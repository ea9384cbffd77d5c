//! Page-level facts lifted out of a parsed tree: the file's web subtype,
//! its file directive attributes, and the doctype.

use crate::diagnostics::Diagnostics;
use crate::token::Location;
use crate::tree::{Document, NodeKind};

/// What flavor of WebForms artifact a file is.
#[derive(Clone, Copy, PartialEq, Eq, Debug, Default)]
pub enum WebSubtype {
    Page,
    MasterPage,
    Control,
    Global,
    Handler,
    WebService,
    #[default]
    None,
}

impl WebSubtype {
    /// Classify by file extension, ASCII case-insensitive. Unknown or
    /// missing extensions map to [`WebSubtype::None`].
    pub fn from_extension(file_name: &str) -> WebSubtype {
        const TABLE: &[(&str, WebSubtype)] = &[
            ("aspx", WebSubtype::Page),
            ("master", WebSubtype::MasterPage),
            ("ascx", WebSubtype::Control),
            ("asax", WebSubtype::Global),
            ("ashx", WebSubtype::Handler),
            ("asmx", WebSubtype::WebService),
        ];
        let Some((_, ext)) = file_name.rsplit_once('.') else {
            return WebSubtype::None;
        };
        TABLE
            .iter()
            .find(|(name, _)| name.eq_ignore_ascii_case(ext))
            .map(|(_, subtype)| *subtype)
            .unwrap_or(WebSubtype::None)
    }

    /// Classify by the name of a `<%@ ... %>` directive. Directives that do
    /// not declare the file's type, such as `Register`, yield `None`.
    pub fn from_directive(name: &str) -> Option<WebSubtype> {
        const TABLE: &[(&str, WebSubtype)] = &[
            ("Page", WebSubtype::Page),
            ("Master", WebSubtype::MasterPage),
            ("Control", WebSubtype::Control),
            ("Application", WebSubtype::Global),
            ("WebHandler", WebSubtype::Handler),
            ("WebService", WebSubtype::WebService),
        ];
        TABLE
            .iter()
            .find(|(directive, _)| directive.eq_ignore_ascii_case(name))
            .map(|(_, subtype)| *subtype)
    }
}

/// Maps a file name to the subtype its location implies. The default keys
/// off the extension; hosts with project-level knowledge can substitute
/// their own mapping.
pub trait SubtypeResolver {
    fn resolve(&self, file_name: &str) -> WebSubtype;
}

/// Extension-based [`SubtypeResolver`].
#[derive(Clone, Copy, Debug, Default)]
pub struct ExtensionSubtypes;

impl SubtypeResolver for ExtensionSubtypes {
    fn resolve(&self, file_name: &str) -> WebSubtype {
        WebSubtype::from_extension(file_name)
    }
}

#[derive(Clone, Debug, Default)]
pub struct PageInfo {
    pub subtype: WebSubtype,
    /// File directive attributes in source order, duplicates kept.
    pub directive_attributes: Vec<(String, String)>,
    pub language: Option<String>,
    pub inherits: Option<String>,
    pub code_behind: Option<String>,
    pub code_file: Option<String>,
    pub master_page_file: Option<String>,
    pub doctype: Option<String>,
    declared: Option<WebSubtype>,
}

impl PageInfo {
    /// Collect page-level facts from a finished tree. Every recognized file
    /// directive contributes; a later one overwrites the scalar fields.
    pub fn populate(document: &Document) -> PageInfo {
        let mut info = PageInfo::default();
        for id in document.iter() {
            match &document.node(id).kind {
                NodeKind::Directive { name, attributes } => {
                    let Some(declared) = WebSubtype::from_directive(name) else {
                        continue;
                    };
                    info.declared = Some(declared);
                    info.subtype = declared;
                    for attr in attributes {
                        let value = attr.value.clone().unwrap_or_default();
                        info.set_known_field(&attr.name, &value);
                        info.directive_attributes.push((attr.name.clone(), value));
                    }
                }
                NodeKind::Doctype { text } => {
                    if info.doctype.is_none() {
                        info.doctype = Some(text.clone());
                    }
                }
                _ => {}
            }
        }
        info
    }

    fn set_known_field(&mut self, name: &str, value: &str) {
        let slot = if name.eq_ignore_ascii_case("language") {
            &mut self.language
        } else if name.eq_ignore_ascii_case("inherits") {
            &mut self.inherits
        } else if name.eq_ignore_ascii_case("codebehind") {
            &mut self.code_behind
        } else if name.eq_ignore_ascii_case("codefile") {
            &mut self.code_file
        } else if name.eq_ignore_ascii_case("masterpagefile") {
            &mut self.master_page_file
        } else {
            return;
        };
        *slot = Some(value.to_string());
    }

    /// Case-insensitive lookup among the file directive's attributes. The
    /// last occurrence of a repeated name wins.
    pub fn attribute(&self, name: &str) -> Option<&str> {
        self.directive_attributes
            .iter()
            .rev()
            .find(|(attr, _)| attr.eq_ignore_ascii_case(name))
            .map(|(_, value)| value.as_str())
    }

    /// Subtype declared by the file directive, if one was present.
    pub fn declared_subtype(&self) -> Option<WebSubtype> {
        self.declared
    }

    /// Check the declared subtype against what the file's location implies.
    /// The location wins any disagreement; a missing declaration is an error
    /// when the location implies one.
    pub fn reconcile(&mut self, expected: WebSubtype, diags: &mut Diagnostics) {
        if expected == WebSubtype::None {
            return;
        }
        match self.declared {
            None => {
                diags.error("File directive is missing", Location::START);
                self.subtype = expected;
            }
            Some(declared) if declared != expected => {
                diags.warning(
                    "File directive does not match page extension",
                    Location::START,
                );
                self.subtype = expected;
            }
            Some(_) => {}
        }
    }
}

> WORK REQUEST
The answer is every line in the data where the word "ExtensionSubtypes" appears.

> ANSWER TO THIS EXERCISE
pub struct ExtensionSubtypes;
impl SubtypeResolver for ExtensionSubtypes {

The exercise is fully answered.